そこで話されてたのが、「今のライトノベル(以下ラノベ)出版は新人をどんどん出しているけど、育成できずにそのまま使い潰しているのが問題だ。ラノベはサービス業であって、サービスに徹するべきであって、たとえば頑固親父のやってるラーメン屋ではなく、ファミレスチェーンやホテルチェーンのようになるべきだ」、まあ暗黒面抜くと(笑)、こういうカンジのことをおっしゃってたんですよね。
そして現在は「シュヴァリエ」という冲方さんが原作を書いたマンガが連載中で、今夏にアニメでも放映される予定になってます。で、冲方さんは「文芸アシスタント制度」というのを始めたんですよね。ネットで募集して。冲方:どうしても人海戦術が必要で、作業の効率をはかるためにはひとりじゃ限界があるので、人を使おうと。ひいては人材育成、業界への貢献にもなるかなと。それにはパートナーシップをとってくれる人が必要だったんで、柴田さんとプランを練って、文芸アシスタントを募集したんです。
三村:「文芸アシスタント」って、まず聞いたことない言葉ですよね。具体的には?
冲方:まず仕事を10個くらいに分けて。情報を集める人、文体考察をする人、企画プランニングをする人、ベースを作成する人など。募集に応じてくれた人を、いかに配置するかがまた難しくて。
三村:マンガ描きみたいな分業ということ?
冲方:そうですね、他の作家さんたちにも通じるように、人材育成というか。その第一弾ですね。今、「作家」っていってもすごく広いんですよ。アニメ作家もいるし、ゲーム作家もいるし、とか。その中で文章・活字を選ぶ人を選んだわけです。中核に「小説」が来る人を取りました。
柴田:僕はもともと、ラノベの編集をはってて、その中で大御所よりも、若手を育てるのがすごく好きで、会社やめちゃったんです。冲方さんとニーズがあったんですね。冲方さんはプランを考え、僕はそれをビジネスに変えるのが仕事なんです。今はネットがあるからホントはどこでもいいんだけど、「会社」ってのがあるとやりやすいんで、会社を作ったんです。
三村:そしたらものすごく応募が来たと!(笑)
柴田:そうなんですよ、60人くらい来たんでびっくりして。一切告知とかしてなくて、ウェブでトップページにほんのちょっと載せただけなのに。で、まずは小説も一緒に送れ、小説以外でもなんでもいいから、と言ったらすごくいろんなのが来まして。キャッチコピーやら詩やら(笑)。ネットって、別にフツーなんですよ。特別なことでもないし。だから若い人なら来るんじゃないかなあ、と思ったらちゃんと来た。自分のリアリティを信じたら正解だった。
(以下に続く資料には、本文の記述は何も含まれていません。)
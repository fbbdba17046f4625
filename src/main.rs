use std::process::ExitCode;

fn main() -> ExitCode {
    env_logger::init();

    match resfit::app::run() {
        Ok(()) => ExitCode::SUCCESS,
        Err(err) => {
            eprintln!("{err}");
            ExitCode::from(err.exit_code())
        }
    }
}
三村:ネットって、「ワタシ」を表現したい人たちが多いですよね?そういう人たちが、誰か他人と組むのって、やりたいのかなあ?
冲方:表現したい、というのは作家だけじゃないし、ぶっちゃけ作家だって、個人作業じゃないんですよね。評価は個人だけど、やってることは編集さんとの共同作業なんですよ。ゲームなんてもっとそうだし。
三村:今、結局何人いるの?
冲方:60人から絞って、今は5人です。最初はひとりしか取らないつもりだったんだけど。
三村:えっ、ひとり!?
冲方:応募しても、来るのは5、6人かなって思ってたんですよ。それが60人も来ちゃったもんだから逆にびっくりして。「どうしてもやりたい」って人もいて、じゃあってやらせてみて、自分からやめるように仕向けて、で、5人残った。でもこれでいろいろデータがそろいましたね。どう言えばどういう反応が帰ってくるのかとか。
三村:今、小説も書いてもらってるんですよね。冲方さんは『冲方式ストーリー創作塾』という本も出されてるわけですが。このあおり文句すごいな、「キミにも『マルドゥック・スクランブル』が書ける!」(笑)
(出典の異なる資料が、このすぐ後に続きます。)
//! Chart files via Plotters.
//!
//! The backend is picked from the file extension: `.svg` uses the SVG backend,
//! `.png` the bitmap backend. Both share one drawing routine.
//!
//! Fonts: Plotters is built without its font-kit/ttf features. PNG charts go
//! through [`TextlessBackend`], which skips text calls, and carry axes, mesh,
//! and series only. SVG output keeps captions and labels.

use std::path::Path;

use plotters::coord::Shift;
use plotters::prelude::*;
use plotters_backend::{BackendColor, BackendCoord, BackendStyle, BackendTextStyle, DrawingErrorKind};

use crate::domain::{CurveGrid, DataPoint, InterpMethod};
use crate::error::AppError;

const CHART_SIZE: (u32, u32) = (1000, 640);

const PALETTE: [RGBColor; 4] = [
    RGBColor(31, 119, 180),
    RGBColor(214, 39, 40),
    RGBColor(44, 160, 44),
    RGBColor(148, 103, 189),
];

/// Output format implied by the file extension.
#[derive(Debug, Clone, Copy, PartialEq, Eq)]
pub enum ChartKind {
    Png,
    Svg,
}

impl ChartKind {
    pub fn from_path(path: &Path) -> Result<Self, AppError> {
        let ext = path
            .extension()
            .and_then(|e| e.to_str())
            .map(|e| e.to_ascii_lowercase());
        match ext.as_deref() {
            Some("png") => Ok(ChartKind::Png),
            Some("svg") => Ok(ChartKind::Svg),
            _ => Err(AppError::new(
                2,
                format!("Unsupported chart format '{}' (use .png or .svg).", path.display()),
            )),
        }
    }
}

/// A named line series.
#[derive(Debug, Clone)]
pub struct ChartSeries {
    pub label: String,
    pub points: Vec<(f64, f64)>,
}

/// Everything needed to draw one chart.
#[derive(Debug, Clone)]
pub struct ChartSpec {
    pub title: String,
    pub x_label: String,
    pub y_label: String,
    /// Observations, drawn as markers on top of the lines.
    pub scatter: Vec<(f64, f64)>,
    pub scatter_label: String,
    pub lines: Vec<ChartSeries>,
}

impl ChartSpec {
    /// Samples plus the dense Lagrange and spline curves.
    pub fn interpolation(samples: &[DataPoint], grid: &CurveGrid) -> Self {
        Self {
            title: "Lagrange vs cubic spline interpolation".to_string(),
            x_label: "Energy (MeV)".to_string(),
            y_label: "Cross section (mb)".to_string(),
            scatter: samples.iter().map(|p| (p.x, p.y)).collect(),
            scatter_label: "Measured".to_string(),
            lines: InterpMethod::ALL
                .iter()
                .map(|&m| ChartSeries {
                    label: m.display_name().to_string(),
                    points: grid.series(m),
                })
                .collect(),
        }
    }

    /// Observations plus one fitted model curve.
    pub fn model_fit(title: &str, observed: &[DataPoint], fitted: Vec<(f64, f64)>) -> Self {
        Self {
            title: title.to_string(),
            x_label: "Time (h)".to_string(),
            y_label: "Enzyme activity".to_string(),
            scatter: observed.iter().map(|p| (p.x, p.y)).collect(),
            scatter_label: "Observed".to_string(),
            lines: vec![ChartSeries {
                label: "Fit".to_string(),
                points: fitted,
            }],
        }
    }

    fn bounds(&self) -> Option<([f64; 2], [f64; 2])> {
        let all = self
            .scatter
            .iter()
            .chain(self.lines.iter().flat_map(|s| s.points.iter()))
            .filter(|(x, y)| x.is_finite() && y.is_finite());

        let mut x = [f64::INFINITY, f64::NEG_INFINITY];
        let mut y = [f64::INFINITY, f64::NEG_INFINITY];
        for &(px, py) in all {
            x = [x[0].min(px), x[1].max(px)];
            y = [y[0].min(py), y[1].max(py)];
        }
        if !(x[0].is_finite() && y[0].is_finite()) {
            return None;
        }
        Some((pad(x, 0.02), pad(y, 0.05)))
    }
}

/// Draw `spec` to `path` (PNG or SVG by extension).
pub fn write_chart(path: &Path, spec: &ChartSpec) -> Result<(), AppError> {
    let kind = ChartKind::from_path(path)?;
    let (x_range, y_range) = spec
        .bounds()
        .ok_or_else(|| AppError::new(3, "Nothing finite to chart."))?;

    let result = match kind {
        ChartKind::Png => {
            let root = TextlessBackend::new(BitMapBackend::new(path, CHART_SIZE)).into_drawing_area();
            draw_chart(root, spec, x_range, y_range).map_err(|e| e.to_string())
        }
        ChartKind::Svg => {
            let root = SVGBackend::new(path, CHART_SIZE).into_drawing_area();
            draw_chart(root, spec, x_range, y_range).map_err(|e| e.to_string())
        }
    };
    result.map_err(|e| AppError::new(4, format!("Failed to draw chart '{}': {e}", path.display())))?;

    log::info!("wrote chart to '{}'", path.display());
    Ok(())
}

fn draw_chart<DB: DrawingBackend>(
    root: DrawingArea<DB, Shift>,
    spec: &ChartSpec,
    x_range: [f64; 2],
    y_range: [f64; 2],
) -> Result<(), DrawingAreaErrorKind<DB::ErrorType>> {
    root.fill(&WHITE)?;

    let mut chart = ChartBuilder::on(&root)
        .caption(&spec.title, ("sans-serif", 24))
        .margin(15)
        .x_label_area_size(40)
        .y_label_area_size(60)
        .build_cartesian_2d(x_range[0]..x_range[1], y_range[0]..y_range[1])?;

    chart
        .configure_mesh()
        .x_desc(spec.x_label.as_str())
        .y_desc(spec.y_label.as_str())
        .draw()?;

    for (i, series) in spec.lines.iter().enumerate() {
        let color = PALETTE[i % PALETTE.len()];
        chart
            .draw_series(LineSeries::new(series.points.iter().copied(), Color::stroke_width(&color, 2)))?
            .label(series.label.as_str())
            .legend(move |(x, y)| PathElement::new(vec![(x, y), (x + 20, y)], Color::stroke_width(&color, 2)));
    }

    chart
        .draw_series(spec.scatter.iter().map(|&p| Circle::new(p, 5, BLACK.filled())))?
        .label(spec.scatter_label.as_str())
        .legend(|(x, y)| Circle::new((x + 10, y), 5, BLACK.filled()));

    chart
        .configure_series_labels()
        .position(SeriesLabelPosition::UpperRight)
        .background_style(&WHITE.mix(0.8))
        .border_style(&BLACK)
        .draw()?;

    root.present()?;
    Ok(())
}

/// Delegates all drawing except text, which is dropped.
pub struct TextlessBackend<DB> {
    inner: DB,
}

impl<DB> TextlessBackend<DB> {
    pub fn new(inner: DB) -> Self {
        Self { inner }
    }
}

impl<DB: DrawingBackend> DrawingBackend for TextlessBackend<DB> {
    type ErrorType = DB::ErrorType;

    fn get_size(&self) -> (u32, u32) {
        self.inner.get_size()
    }

    fn ensure_prepared(&mut self) -> Result<(), DrawingErrorKind<Self::ErrorType>> {
        self.inner.ensure_prepared()
    }

    fn present(&mut self) -> Result<(), DrawingErrorKind<Self::ErrorType>> {
        self.inner.present()
    }

    fn draw_pixel(&mut self, point: BackendCoord, color: BackendColor) -> Result<(), DrawingErrorKind<Self::ErrorType>> {
        self.inner.draw_pixel(point, color)
    }

    fn draw_line<S: BackendStyle>(
        &mut self,
        from: BackendCoord,
        to: BackendCoord,
        style: &S,
    ) -> Result<(), DrawingErrorKind<Self::ErrorType>> {
        self.inner.draw_line(from, to, style)
    }

    fn draw_rect<S: BackendStyle>(
        &mut self,
        upper_left: BackendCoord,
        bottom_right: BackendCoord,
        style: &S,
        fill: bool,
    ) -> Result<(), DrawingErrorKind<Self::ErrorType>> {
        self.inner.draw_rect(upper_left, bottom_right, style, fill)
    }

    fn draw_path<S: BackendStyle, I: IntoIterator<Item = BackendCoord>>(
        &mut self,
        path: I,
        style: &S,
    ) -> Result<(), DrawingErrorKind<Self::ErrorType>> {
        self.inner.draw_path(path, style)
    }

    fn draw_circle<S: BackendStyle>(
        &mut self,
        center: BackendCoord,
        radius: u32,
        style: &S,
        fill: bool,
    ) -> Result<(), DrawingErrorKind<Self::ErrorType>> {
        self.inner.draw_circle(center, radius, style, fill)
    }

    fn draw_text<TStyle: BackendTextStyle>(
        &mut self,
        _text: &str,
        _style: &TStyle,
        _pos: BackendCoord,
    ) -> Result<(), DrawingErrorKind<Self::ErrorType>> {
        Ok(())
    }

    fn estimate_text_size<TStyle: BackendTextStyle>(
        &self,
        text: &str,
        style: &TStyle,
    ) -> Result<(u32, u32), DrawingErrorKind<Self::ErrorType>> {
        self.inner.estimate_text_size(text, style)
    }
}

fn pad(range: [f64; 2], frac: f64) -> [f64; 2] {
    let span = range[1] - range[0];
    let pad = if span > 0.0 { span * frac } else { range[0].abs().max(1.0) * 0.5 };
    [range[0] - pad, range[1] + pad]
}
冲方:もうあるものを書いてどうするんだ(笑)。創作のための修行として、まずストーリーを解析すること自体が勉強になるんですよ。とか言ってたら「他にもそういうことしてる人がいるよ」って言われて、それが菊池寛だった。彼が昔、弟子たちにやってたんですね。なんだ実は昔からやってたのか!俺、これ作るのにめちゃめちゃ苦労したのに!なんでネットとかに記録残ってないの!(笑)
三村:「シュヴァリエ」ですが、これ、ざっと説明すると、詩を残していく切り裂きジャックみたいな殺人鬼なんですよね。で、言葉がキーワードになってたりするんですよね。アナグラムだっていうんだけど、これがフランス語なんですよ!
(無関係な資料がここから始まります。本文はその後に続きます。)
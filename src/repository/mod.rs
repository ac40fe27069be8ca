//! Repository layer for flat-file persistence

pub mod books;
pub mod history;

use std::fs;

use crate::config::StorageConfig;
use crate::error::AppResult;

/// Main repository struct holding the file-backed stores
#[derive(Clone)]
pub struct Repository {
    pub books: books::BooksRepository,
    pub history: history::HistoryRepository,
}

impl Repository {
    /// Create a new repository rooted at the configured data directory
    pub fn new(storage: &StorageConfig) -> AppResult<Self> {
        fs::create_dir_all(&storage.data_dir)?;
        Ok(Self {
            books: books::BooksRepository::new(storage.books_path()),
            history: history::HistoryRepository::new(storage.history_path()),
        })
    }
}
冲方:そう、で、フランス語でアナグラムやっても誰も読めないからわからないんですよ!(笑)最初はマンガだけだったんだけど、いっぺん映像化権などを全部こっちで預かったんですね。それと平行してアシスタント制度をやってて、て言ったら「じゃあそれ、うちでやってくださいよ」とかあちこちで言われて。日経とかアニメとか。
柴田:クオリティのコントロールは冲方さんがやってるんですけど、冲方さんとアシスタントさんはじかにやりとりしないんですよ。全部、間に僕が入ってやってる。僕が彼らのナイーブな部分を刺激しないようにやってるんです(笑)。
冲方:小説家同士は、殺し合い始めるんですよ(笑)。漫画家だって、漫画家自身でなくて、編集者がアシスタントをまとめてたりしますからね。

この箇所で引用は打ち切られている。